This story has been further updated with more testimony from Minnehaha County Commission member Joe Kippley.
PIERRE, S.D. (KELO) — Lawyers for Minnehaha County and Moody County argued Thursday that the South Dakota Public Utilities Commission shouldn’t overrule their counties’ pipeline zoning ordinances.
Navigator wants the state commission to pre-empt the local regulations, which the company’s Monica Howard said Thursday would keep it from building a multi-state carbon-dioxide pipeline through five South Dakota counties.
But Minnehaha County’s Alex Hagen and Moody County’s Paul Lewis poked holes in her claim.
Howard, the company’s environmental and regulatory vice president, admitted that Navigator hadn’t yet submitted an application to Minnehaha County. She said Navigator was waiting for the conclusion of the state proceeding.
Howard also acknowledged that the pipeline could be built if the company took a route west of Sioux Falls, rather than the company’s proposed path between Brandon and Valley Springs on Minnehaha County’s east side.
In her pre-filed testimony, Howard was asked, “Can Navigator comply with the setback distances in the Moody County Zoning Ordinance?” She answered, “No. Based on a 1,500-foot separation distance, Navigator’s current route would violate the proposed ordinance. Navigator could not find a feasible route through Moody County based on a 1,500-foot separation distance.”
Lewis pointed out that the Moody County Commission reserved the right to reduce the 1,500-foot distance. Howard acknowledged that Navigator hadn’t yet sought a reduction in the setback.
Howard said the company sought the state pre-emption because of the time needed to go through the two counties’ processes. “Our route before the PUC does not comply with either ordinance,” she told Brian Jorde, an attorney representing landowners who don’t want the project crossing their properties.
Howard began testifying shortly after 9 a.m. She wasn’t finished when she stepped off the witness chair at 5 so that Minnehaha County Commission member Joe Kippley could testify.
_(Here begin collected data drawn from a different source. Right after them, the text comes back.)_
//! Process-wide cache of per-node container clients.
//!
//! Each node gets exactly one [`ContainerClient`]. The node matching the
//! configured local host shares the daemon's own socket; every other node is
//! reached through an SSH tunnel that forwards the remote runtime socket to
//! a local path. The pool owns those tunnels and tears them down on
//! shutdown.

use std::collections::HashMap;
use std::path::PathBuf;
use std::sync::Arc;
use std::time::Duration;

use tokio::process::{Child, Command};
use tokio::sync::Mutex;
use tracing::{debug, info, warn};
use zeroize::Zeroizing;

use crate::client::ContainerClient;
use crate::docker::DockerClient;
use crate::error::{Result, RuntimeError};
use crate::ssh::{self, SshTarget};

const TUNNEL_READY_TIMEOUT: Duration = Duration::from_secs(10);

/// Everything the pool needs to reach one node.
#[derive(Debug, Clone)]
pub struct NodeEndpoint {
    pub node_ref: String,
    pub host: String,
    pub ssh_port: u16,
    pub ssh_user: String,
    /// Runtime socket path on the node itself.
    pub socket_path: String,
    /// Decrypted OpenSSH private key; `None` only for the local node.
    pub private_key: Option<Zeroizing<String>>,
}

/// An `ssh -N -L` child forwarding a remote unix socket to a local one.
/// Killing the child tears the forward down; the key file is deleted on
/// drop.
#[derive(Debug)]
struct SshTunnel {
    child: Child,
    local_socket: PathBuf,
    _key_file: tempfile::TempPath,
}

impl SshTunnel {
    async fn open(
        dir: &std::path::Path,
        endpoint: &NodeEndpoint,
        key: &str,
    ) -> Result<Self> {
        let key_file = ssh::write_key_file(dir, key)?;
        let target = SshTarget::new(
            endpoint.host.clone(),
            endpoint.ssh_port,
            endpoint.ssh_user.clone(),
            key_file.to_path_buf(),
        )?;
        let local_socket = dir.join(format!("{}.sock", endpoint.node_ref));
        // A stale socket from a previous tunnel blocks the forward.
        let _ = std::fs::remove_file(&local_socket);

        let mut cmd = Command::new("ssh");
        cmd.args([
            "-o",
            "BatchMode=yes",
            "-o",
            "StrictHostKeyChecking=accept-new",
            "-o",
            "ExitOnForwardFailure=yes",
            "-o",
            "ConnectTimeout=10",
        ])
        .arg("-i")
        .arg(&target.key_path)
        .arg("-p")
        .arg(target.port.to_string())
        .arg("-N")
        .arg("-L")
        .arg(format!(
            "{}:{}",
            local_socket.display(),
            endpoint.socket_path
        ))
        .arg(format!("{}@{}", target.user, target.host))
        .kill_on_drop(true);

        let mut child = cmd.spawn()?;

        // The forward is usable once the local socket exists. Poll for it,
        // bailing early if ssh already died.
        let started = tokio::time::Instant::now();
        loop {
            if local_socket.exists() {
                break;
            }
            if let Some(status) = child.try_wait()? {
                return Err(RuntimeError::Tunnel {
                    host: endpoint.host.clone(),
                    reason: format!("ssh exited with {status} before forwarding"),
                });
            }
            if started.elapsed() > TUNNEL_READY_TIMEOUT {
                let _ = child.kill().await;
                return Err(RuntimeError::Tunnel {
                    host: endpoint.host.clone(),
                    reason: "forwarded socket never appeared".to_string(),
                });
            }
            tokio::time::sleep(Duration::from_millis(100)).await;
        }

        debug!(node = %endpoint.node_ref, socket = %local_socket.display(), "tunnel established");
        Ok(Self {
            child,
            local_socket,
            _key_file: key_file,
        })
    }

    async fn close(mut self) {
        let _ = self.child.kill().await;
        let _ = std::fs::remove_file(&self.local_socket);
    }
}

struct RemoteEntry {
    client: Arc<dyn ContainerClient>,
    tunnel: Option<SshTunnel>,
}

#[derive(Default)]
struct PoolState {
    local: Option<Arc<dyn ContainerClient>>,
    remote: HashMap<String, RemoteEntry>,
}

/// Shared across all request handlers and workers. The interior mutex also
/// serves as the guard against constructing two clients for one node: a
/// second caller for the same node waits and then finds the cached entry.
pub struct NodePool {
    local_host: String,
    local_socket: String,
    tunnel_dir: tempfile::TempDir,
    state: Mutex<PoolState>,
}

impl NodePool {
    pub fn new(local_host: impl Into<String>, local_socket: impl Into<String>) -> Result<Self> {
        Ok(Self {
            local_host: local_host.into(),
            local_socket: local_socket.into(),
            tunnel_dir: tempfile::Builder::new().prefix("hoster-tunnels-").tempdir()?,
            state: Mutex::new(PoolState::default()),
        })
    }

    /// Whether scheduling this endpoint uses the shared local client.
    pub fn is_local(&self, endpoint_host: &str) -> bool {
        endpoint_host == self.local_host
    }

    /// The client for a node, dialing if the pool has none yet. Returns the
    /// client and whether it is the local one.
    pub async fn client_for(
        &self,
        endpoint: &NodeEndpoint,
    ) -> Result<(Arc<dyn ContainerClient>, bool)> {
        let mut state = self.state.lock().await;

        if self.is_local(&endpoint.host) {
            if let Some(local) = &state.local {
                return Ok((Arc::clone(local), true));
            }
            let client: Arc<dyn ContainerClient> =
                Arc::new(DockerClient::connect_unix(&self.local_socket)?);
            state.local = Some(Arc::clone(&client));
            info!(socket = %self.local_socket, "local container client ready");
            return Ok((client, true));
        }

        if let Some(entry) = state.remote.get(&endpoint.node_ref) {
            return Ok((Arc::clone(&entry.client), false));
        }

        let key = endpoint.private_key.as_ref().ok_or_else(|| RuntimeError::Tunnel {
            host: endpoint.host.clone(),
            reason: "remote node has no ssh key".to_string(),
        })?;

        let tunnel = SshTunnel::open(self.tunnel_dir.path(), endpoint, key).await?;
        let client: Arc<dyn ContainerClient> = Arc::new(DockerClient::connect_unix(
            &tunnel.local_socket.display().to_string(),
        )?);

        info!(node = %endpoint.node_ref, host = %endpoint.host, "remote container client ready");
        state.remote.insert(
            endpoint.node_ref.clone(),
            RemoteEntry {
                client: Arc::clone(&client),
                tunnel: Some(tunnel),
            },
        );
        Ok((client, false))
    }

    /// Pre-register a client for a node, bypassing SSH. Dev-mode and test
    /// wiring: the in-memory session map the daemon uses when told every
    /// node is reachable through an injected client.
    pub async fn register(&self, node_ref: impl Into<String>, client: Arc<dyn ContainerClient>) {
        let mut state = self.state.lock().await;
        state.remote.insert(
            node_ref.into(),
            RemoteEntry {
                client,
                tunnel: None,
            },
        );
    }

    /// Drop a node's cached client and close its tunnel. The next
    /// `client_for` re-dials; callers evict after repeated failures.
    pub async fn evict(&self, node_ref: &str) {
        let entry = self.state.lock().await.remote.remove(node_ref);
        if let Some(entry) = entry {
            if let Some(tunnel) = entry.tunnel {
                tunnel.close().await;
            }
            warn!(node = %node_ref, "evicted container client");
        }
    }

    /// Close every tunnel. Called once during daemon shutdown.
    pub async fn shutdown(&self) {
        let mut state = self.state.lock().await;
        state.local = None;
        for (node_ref, entry) in state.remote.drain() {
            if let Some(tunnel) = entry.tunnel {
                tunnel.close().await;
            }
            debug!(node = %node_ref, "closed tunnel");
        }
    }
}

#[cfg(test)]
mod tests {
    use super::*;
    use crate::testing::MockContainerClient;

    #[tokio::test]
    async fn registered_clients_are_reused_and_evictable() {
        let pool = NodePool::new("localhost", "/var/run/docker.sock").unwrap();
        let mock = Arc::new(MockContainerClient::new());
        pool.register("node_abcd1234", mock.clone()).await;

        let endpoint = NodeEndpoint {
            node_ref: "node_abcd1234".to_string(),
            host: "198.51.100.7".to_string(),
            ssh_port: 22,
            ssh_user: "root".to_string(),
            socket_path: "/var/run/docker.sock".to_string(),
            private_key: None,
        };
        let (client, is_local) = pool.client_for(&endpoint).await.unwrap();
        assert!(!is_local);
        client.ping().await.unwrap();

        pool.evict("node_abcd1234").await;
        // No key material: dialing now must fail rather than silently reuse.
        assert!(pool.client_for(&endpoint).await.is_err());
    }

    #[tokio::test]
    async fn local_host_detection() {
        let pool = NodePool::new("node-a.internal", "/var/run/docker.sock").unwrap();
        assert!(pool.is_local("node-a.internal"));
        assert!(!pool.is_local("node-b.internal"));
    }
}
Minnehaha County has pre-filed testimony from Kippley, who amended Minnehaha County’s setback distance for pipelines to 330 feet from 750 feet, and the county’s planning and zoning director, Scott Anderson.
Kippley said the Minnehaha County Commission believed the only thing that needed to be regulatory oversight was a possible future eruption. He said the county planning commission proposed 750 feet. He convinced the county commission to reduce the setback to 330 feet. “That’s still my position today,” Kippley said.
Kippley said he agreed with Minnehaha County Commission chair Jean Bender’s observation that the county panel wasn’t looking for a regulation that was onerous or would arbitrarily kill the project. He said they looked at the ordinance generically. “We never overlaid exact pipeline routes as proposed,” Kippley said.
The Minnehaha County regulation calls for the 330 feet to be measured from the property line, rather than occupied structure, as Kippley wanted. He said the ordinance also was intended to tell landowners they should think about whether it was wise to build within 330 feet of the pipeline.
Kippley said the $25,000 fee originated from the planning commission and the Minnehaha County state’s attorney office. He said the CO2 pipelie was a new concept that would take time for the staff to review.
Asked how the ordinance wasn’t unreasonably restrictive, Kippley replied, “It was a series of legislative compromise on every step of the way.” He said the commission tried to be reasonable to the landowners and to the pipeline and wanted to encourage more pipelines. “Trying to find a win-win,” he said.
The county planning commission ran nearly five hours and the Minnehaha County Commission met twice on the recommendation. Kippley paraphrased another Minnehaha County commissioner, Dean Karsky, who thought it was the most feedback the county commission had received in the 12 years Karsky had served.
State commissioner Chris Nelson asked how Minnehaha County would handle the situation if Navigator got 28 of 29 landowners to sign waivers. Kippley said the county commission would hear from all parties and make a decision.
State commissioner Gary Hanson asked Kippley whether he was convinced Navigator wouldn’t have a route without the county ordinances overruled. Kippley said the ordinance was intended to set out objective criteria. “Nothing in this ordinance is impossible. It would go to a conditional use hearing,” Kippley said.
He later added that it wasn’t a Navigator ordinance. “It was not about or against or for any one pipeline project,” Kippley said.
The state commission plans to make a decision on September 6 on Navigator’s overall request for a permit for the project. The pre-emption portion of the hearing will continue Friday at 8 a.m. CT.